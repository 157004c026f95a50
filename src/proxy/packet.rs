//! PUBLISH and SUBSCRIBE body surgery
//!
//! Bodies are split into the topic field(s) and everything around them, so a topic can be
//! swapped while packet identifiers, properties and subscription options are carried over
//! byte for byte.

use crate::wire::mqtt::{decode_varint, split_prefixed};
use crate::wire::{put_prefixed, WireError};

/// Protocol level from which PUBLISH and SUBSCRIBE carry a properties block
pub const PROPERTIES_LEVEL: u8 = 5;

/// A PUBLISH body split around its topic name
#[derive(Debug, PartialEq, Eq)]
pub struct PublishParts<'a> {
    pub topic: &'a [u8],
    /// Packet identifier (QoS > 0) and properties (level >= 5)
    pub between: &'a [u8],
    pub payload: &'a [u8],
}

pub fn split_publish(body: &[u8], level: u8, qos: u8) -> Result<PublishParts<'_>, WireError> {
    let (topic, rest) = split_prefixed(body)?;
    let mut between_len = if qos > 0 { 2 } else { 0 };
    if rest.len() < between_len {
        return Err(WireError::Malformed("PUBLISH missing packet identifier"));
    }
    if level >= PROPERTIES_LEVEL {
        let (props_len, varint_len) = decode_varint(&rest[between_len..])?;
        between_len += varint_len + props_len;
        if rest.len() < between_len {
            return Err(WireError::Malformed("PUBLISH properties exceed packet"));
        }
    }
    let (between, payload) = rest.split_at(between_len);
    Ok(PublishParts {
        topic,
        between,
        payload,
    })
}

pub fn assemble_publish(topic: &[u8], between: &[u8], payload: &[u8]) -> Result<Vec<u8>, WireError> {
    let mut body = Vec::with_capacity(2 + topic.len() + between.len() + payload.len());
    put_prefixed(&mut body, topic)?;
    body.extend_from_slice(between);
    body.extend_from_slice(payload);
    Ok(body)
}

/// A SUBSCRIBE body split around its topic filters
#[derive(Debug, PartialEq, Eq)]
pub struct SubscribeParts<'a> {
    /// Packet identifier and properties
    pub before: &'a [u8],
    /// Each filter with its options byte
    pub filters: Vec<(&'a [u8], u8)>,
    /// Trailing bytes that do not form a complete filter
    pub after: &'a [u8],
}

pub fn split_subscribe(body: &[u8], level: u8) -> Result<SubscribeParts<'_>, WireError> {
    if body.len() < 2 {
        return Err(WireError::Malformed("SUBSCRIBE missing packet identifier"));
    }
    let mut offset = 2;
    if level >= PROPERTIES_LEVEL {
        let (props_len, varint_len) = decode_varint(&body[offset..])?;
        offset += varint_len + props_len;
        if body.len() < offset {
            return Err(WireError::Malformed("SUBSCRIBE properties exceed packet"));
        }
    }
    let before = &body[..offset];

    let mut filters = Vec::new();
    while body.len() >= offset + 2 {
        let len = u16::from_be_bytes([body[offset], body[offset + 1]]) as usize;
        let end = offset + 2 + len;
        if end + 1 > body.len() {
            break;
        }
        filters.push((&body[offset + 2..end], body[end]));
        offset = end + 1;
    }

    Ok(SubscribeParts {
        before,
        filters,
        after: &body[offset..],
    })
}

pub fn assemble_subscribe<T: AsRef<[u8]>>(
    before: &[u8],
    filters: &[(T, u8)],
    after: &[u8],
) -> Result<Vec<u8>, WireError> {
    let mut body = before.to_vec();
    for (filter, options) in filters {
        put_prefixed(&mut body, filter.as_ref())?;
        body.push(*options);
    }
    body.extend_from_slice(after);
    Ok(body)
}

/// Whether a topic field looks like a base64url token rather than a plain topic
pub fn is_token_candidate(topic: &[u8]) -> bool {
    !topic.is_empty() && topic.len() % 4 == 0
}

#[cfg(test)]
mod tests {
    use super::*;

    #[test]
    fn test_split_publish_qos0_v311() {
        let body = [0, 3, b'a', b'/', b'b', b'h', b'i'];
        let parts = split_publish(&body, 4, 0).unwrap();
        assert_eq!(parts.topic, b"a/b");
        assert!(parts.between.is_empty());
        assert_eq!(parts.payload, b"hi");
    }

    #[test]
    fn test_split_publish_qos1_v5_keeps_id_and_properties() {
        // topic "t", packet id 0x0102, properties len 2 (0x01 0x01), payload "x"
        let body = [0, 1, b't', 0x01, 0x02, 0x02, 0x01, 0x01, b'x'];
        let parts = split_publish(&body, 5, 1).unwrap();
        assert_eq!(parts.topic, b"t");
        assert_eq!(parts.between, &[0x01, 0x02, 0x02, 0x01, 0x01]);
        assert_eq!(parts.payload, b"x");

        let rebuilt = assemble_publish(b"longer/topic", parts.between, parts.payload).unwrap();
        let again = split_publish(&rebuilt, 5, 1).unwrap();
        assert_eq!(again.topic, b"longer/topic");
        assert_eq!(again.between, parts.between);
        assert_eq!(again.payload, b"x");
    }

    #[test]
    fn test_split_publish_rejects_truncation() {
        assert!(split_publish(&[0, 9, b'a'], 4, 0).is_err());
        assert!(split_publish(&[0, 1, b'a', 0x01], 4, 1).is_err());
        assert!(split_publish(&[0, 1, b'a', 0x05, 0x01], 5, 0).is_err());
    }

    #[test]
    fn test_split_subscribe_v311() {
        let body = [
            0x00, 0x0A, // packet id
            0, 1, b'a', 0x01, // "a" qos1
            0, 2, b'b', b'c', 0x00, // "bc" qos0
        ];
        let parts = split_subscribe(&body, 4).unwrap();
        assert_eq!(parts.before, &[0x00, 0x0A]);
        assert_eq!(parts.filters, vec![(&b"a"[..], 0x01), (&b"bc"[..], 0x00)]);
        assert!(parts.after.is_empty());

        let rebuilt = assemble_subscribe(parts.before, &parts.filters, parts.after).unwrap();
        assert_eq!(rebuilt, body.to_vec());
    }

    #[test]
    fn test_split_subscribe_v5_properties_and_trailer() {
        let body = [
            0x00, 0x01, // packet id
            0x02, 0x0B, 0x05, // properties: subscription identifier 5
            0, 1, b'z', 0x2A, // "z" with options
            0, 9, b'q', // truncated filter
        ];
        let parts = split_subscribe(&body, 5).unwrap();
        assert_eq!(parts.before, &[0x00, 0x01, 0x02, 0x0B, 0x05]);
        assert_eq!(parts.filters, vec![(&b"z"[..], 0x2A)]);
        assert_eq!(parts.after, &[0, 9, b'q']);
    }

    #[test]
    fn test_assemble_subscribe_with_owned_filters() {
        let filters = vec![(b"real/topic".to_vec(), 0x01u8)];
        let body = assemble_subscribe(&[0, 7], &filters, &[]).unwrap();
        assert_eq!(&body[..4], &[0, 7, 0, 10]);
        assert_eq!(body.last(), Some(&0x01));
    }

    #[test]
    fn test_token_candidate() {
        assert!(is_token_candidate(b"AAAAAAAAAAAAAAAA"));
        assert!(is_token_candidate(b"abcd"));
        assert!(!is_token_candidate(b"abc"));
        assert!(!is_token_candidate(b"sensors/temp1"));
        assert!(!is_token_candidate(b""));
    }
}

* * *

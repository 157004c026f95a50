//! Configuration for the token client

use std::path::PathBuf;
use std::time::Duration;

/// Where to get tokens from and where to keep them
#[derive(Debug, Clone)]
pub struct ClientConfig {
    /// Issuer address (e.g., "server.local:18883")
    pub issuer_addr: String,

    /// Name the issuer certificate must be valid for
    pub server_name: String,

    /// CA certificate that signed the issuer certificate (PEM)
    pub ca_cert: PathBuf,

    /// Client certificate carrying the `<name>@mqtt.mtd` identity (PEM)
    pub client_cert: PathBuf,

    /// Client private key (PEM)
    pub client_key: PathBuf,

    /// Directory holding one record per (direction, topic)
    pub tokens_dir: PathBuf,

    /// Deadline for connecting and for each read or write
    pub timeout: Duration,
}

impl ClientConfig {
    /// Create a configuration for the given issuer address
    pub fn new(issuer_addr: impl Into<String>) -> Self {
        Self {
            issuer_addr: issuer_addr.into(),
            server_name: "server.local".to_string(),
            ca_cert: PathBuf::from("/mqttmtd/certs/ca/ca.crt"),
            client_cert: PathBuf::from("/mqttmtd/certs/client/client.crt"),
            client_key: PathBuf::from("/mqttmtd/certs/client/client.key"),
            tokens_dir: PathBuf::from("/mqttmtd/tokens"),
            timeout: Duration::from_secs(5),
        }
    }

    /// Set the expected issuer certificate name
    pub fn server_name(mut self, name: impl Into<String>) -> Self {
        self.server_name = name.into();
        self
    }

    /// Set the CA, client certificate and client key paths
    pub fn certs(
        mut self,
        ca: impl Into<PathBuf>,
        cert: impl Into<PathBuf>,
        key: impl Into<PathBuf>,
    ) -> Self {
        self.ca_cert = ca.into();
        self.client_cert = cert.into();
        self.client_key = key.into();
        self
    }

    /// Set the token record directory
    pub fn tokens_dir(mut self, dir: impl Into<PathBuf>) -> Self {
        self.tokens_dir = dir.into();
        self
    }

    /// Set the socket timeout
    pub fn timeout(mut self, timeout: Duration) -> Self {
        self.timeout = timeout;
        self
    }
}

* * *

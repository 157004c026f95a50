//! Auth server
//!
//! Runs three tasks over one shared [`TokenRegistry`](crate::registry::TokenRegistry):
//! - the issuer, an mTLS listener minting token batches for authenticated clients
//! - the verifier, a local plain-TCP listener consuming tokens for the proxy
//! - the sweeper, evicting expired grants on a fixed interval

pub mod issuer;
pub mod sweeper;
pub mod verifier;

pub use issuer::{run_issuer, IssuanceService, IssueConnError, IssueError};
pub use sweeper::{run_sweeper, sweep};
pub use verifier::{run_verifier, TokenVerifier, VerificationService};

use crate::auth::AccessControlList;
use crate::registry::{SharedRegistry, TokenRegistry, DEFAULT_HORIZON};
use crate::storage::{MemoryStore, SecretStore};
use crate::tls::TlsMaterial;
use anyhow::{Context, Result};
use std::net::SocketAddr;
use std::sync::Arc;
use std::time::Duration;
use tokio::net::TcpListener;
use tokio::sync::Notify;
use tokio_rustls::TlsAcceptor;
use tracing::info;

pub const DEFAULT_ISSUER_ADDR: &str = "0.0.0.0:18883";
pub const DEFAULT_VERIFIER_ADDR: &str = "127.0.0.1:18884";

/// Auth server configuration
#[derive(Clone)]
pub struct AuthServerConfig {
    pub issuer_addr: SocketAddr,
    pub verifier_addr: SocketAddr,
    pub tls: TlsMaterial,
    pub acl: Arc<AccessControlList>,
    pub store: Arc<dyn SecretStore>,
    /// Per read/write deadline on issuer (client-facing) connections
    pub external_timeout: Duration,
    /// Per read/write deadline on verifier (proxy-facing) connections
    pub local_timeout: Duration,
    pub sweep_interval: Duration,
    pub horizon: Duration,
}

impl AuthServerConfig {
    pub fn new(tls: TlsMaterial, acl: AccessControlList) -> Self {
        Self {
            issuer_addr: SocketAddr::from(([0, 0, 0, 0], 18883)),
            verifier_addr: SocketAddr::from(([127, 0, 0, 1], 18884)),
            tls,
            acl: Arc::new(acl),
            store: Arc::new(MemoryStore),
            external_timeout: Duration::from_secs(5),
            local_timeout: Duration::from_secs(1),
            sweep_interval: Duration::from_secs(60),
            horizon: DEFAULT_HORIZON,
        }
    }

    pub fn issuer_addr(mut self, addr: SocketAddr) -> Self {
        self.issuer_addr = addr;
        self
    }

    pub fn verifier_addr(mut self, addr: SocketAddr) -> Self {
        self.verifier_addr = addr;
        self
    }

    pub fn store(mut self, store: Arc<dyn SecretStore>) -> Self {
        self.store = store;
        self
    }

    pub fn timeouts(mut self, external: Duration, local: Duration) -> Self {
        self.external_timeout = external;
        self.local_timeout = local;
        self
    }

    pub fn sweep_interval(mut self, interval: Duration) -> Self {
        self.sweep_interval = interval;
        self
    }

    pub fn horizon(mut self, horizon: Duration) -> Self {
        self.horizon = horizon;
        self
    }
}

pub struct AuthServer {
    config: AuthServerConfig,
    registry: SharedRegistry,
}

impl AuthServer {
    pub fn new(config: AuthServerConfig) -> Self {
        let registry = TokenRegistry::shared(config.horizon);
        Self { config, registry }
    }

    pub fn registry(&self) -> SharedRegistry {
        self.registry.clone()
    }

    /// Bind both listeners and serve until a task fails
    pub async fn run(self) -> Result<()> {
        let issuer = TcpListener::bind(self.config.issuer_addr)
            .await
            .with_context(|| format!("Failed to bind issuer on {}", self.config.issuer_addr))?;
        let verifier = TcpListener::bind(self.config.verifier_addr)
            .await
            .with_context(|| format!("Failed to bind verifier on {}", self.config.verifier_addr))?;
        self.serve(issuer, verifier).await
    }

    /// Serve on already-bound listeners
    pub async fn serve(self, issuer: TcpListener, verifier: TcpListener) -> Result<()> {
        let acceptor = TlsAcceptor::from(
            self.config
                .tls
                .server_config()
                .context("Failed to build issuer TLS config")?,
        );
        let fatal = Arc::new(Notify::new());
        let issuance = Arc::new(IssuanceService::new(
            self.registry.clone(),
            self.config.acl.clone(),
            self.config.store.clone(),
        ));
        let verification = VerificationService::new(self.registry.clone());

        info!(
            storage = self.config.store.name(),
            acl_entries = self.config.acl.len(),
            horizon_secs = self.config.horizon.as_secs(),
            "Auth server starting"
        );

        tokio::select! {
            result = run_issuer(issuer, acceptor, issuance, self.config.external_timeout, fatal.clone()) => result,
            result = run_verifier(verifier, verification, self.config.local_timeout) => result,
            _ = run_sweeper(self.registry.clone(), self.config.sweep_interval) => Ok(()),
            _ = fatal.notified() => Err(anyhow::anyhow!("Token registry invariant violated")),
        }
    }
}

• The problem
Using the listing above, list every line in which the string "format" occurs.

• Task response
            .with_context(|| format!("Failed to bind issuer on {}", self.config.issuer_addr))?;
            .with_context(|| format!("Failed to bind verifier on {}", self.config.verifier_addr))?;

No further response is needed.